The village arranged a half-hearted search for young Jed Warboys, but it didn’t last long. By then everyone had heard the rumour of the elegant woman in the rich, shimmering silks who had been seen on the edge of the village. Clearly he’d gone with her to be her serving man or some such.
Time advances: first like the steady growth of tree roots and the spreading canopy of the forest and then like the necrotizing frenzy of humanity, trailing damage and destruction in its wake – a rot that consumes all, but gives little back. The balance is shifting, becoming unbalanced.
Sam Flitton felt himself to be a reasonable man, but he was angry. He had tried logic, tried to keep his temper under control, but the old cow (though Lady Bellman was actually a couple of years younger than Sam) was not willing to compromise and the Council officer sent along to act as intermediary seemed to be siding with her.

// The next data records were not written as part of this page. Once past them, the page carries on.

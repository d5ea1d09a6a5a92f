use super::*;

const LOG_PATH_VAR: &str = "TT_TUTOR_LOG";

/// Set while the terminal is in raw mode, where stderr shares the screen.
static SCREEN_OWNED: AtomicBool = AtomicBool::new(false);

pub(crate) fn set_screen_owned(owned: bool) {
  SCREEN_OWNED.store(owned, atomic::Ordering::Relaxed);
}

fn stderr_enabled() -> bool {
  !SCREEN_OWNED.load(atomic::Ordering::Relaxed)
}

/// Logs go to the file named by `TT_TUTOR_LOG` when set. Otherwise they go
/// to stderr, except while the typing screen is up.
pub(crate) fn init() {
  let filter = EnvFilter::builder()
    .with_default_directive(tracing::Level::WARN.into())
    .from_env_lossy();

  if let Some(path) = env::var_os(LOG_PATH_VAR) {
    match OpenOptions::new().create(true).append(true).open(&path) {
      Ok(file) => {
        tracing_subscriber::fmt()
          .with_env_filter(filter)
          .with_target(true)
          .with_ansi(false)
          .with_writer(Mutex::new(file))
          .init();

        return;
      }
      Err(error) => eprintln!("warning: could not open log file {path:?}: {error}"),
    }
  }

  tracing_subscriber::fmt()
    .with_env_filter(filter)
    .with_target(true)
    .with_writer(io::stderr.with_filter(|_| stderr_enabled()))
    .init();
}
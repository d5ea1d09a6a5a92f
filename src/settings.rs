use super::*;

#[derive(Clone, Debug, Deserialize, PartialEq)]
#[serde(default, deny_unknown_fields)]
pub(crate) struct Settings {
  pub(crate) duration: Option<u64>,
  pub(crate) show_finger_guide: bool,
  pub(crate) word_count: usize,
}

impl Default for Settings {
  fn default() -> Self {
    Self {
      duration: None,
      show_finger_guide: false,
      word_count: 100,
    }
  }
}

impl Settings {
  pub(crate) fn is_timed(&self) -> bool {
    self.duration.is_some()
  }

  pub(crate) fn load(path: &Path) -> Result<Self> {
    let content = fs::read_to_string(path)
      .with_context(|| format!("failed to read settings file: {}", path.display()))?;

    let settings = toml::from_str::<Self>(&content)
      .with_context(|| format!("failed to parse settings file: {}", path.display()))?;

    debug!(path = %path.display(), ?settings, "loaded settings");

    Ok(settings)
  }

  pub(crate) fn validate(&self) -> Result {
    if self.word_count == 0 {
      bail!("word count must be greater than zero");
    }

    if self.duration == Some(0) {
      bail!("test duration must be greater than zero");
    }

    Ok(())
  }
}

“Look, Lady Bellman, I’m not here to tell you not to turn the bottom of your once lovely estate into a god-awful housing estate, if that’s what you want to do, regardless of the loss to the countryside round here. I’m not even suggesting you shouldn’t pay to widen the lane to create access, if that’s what you and the Council have agreed. All I’m asking, begging actually, is that you preserve the wood and, in particular, that group of five silver birches. They’re ancient, part of the fabric of the village’s history. They’re woven into the folklore of the area. You can’t destroy them. Please.”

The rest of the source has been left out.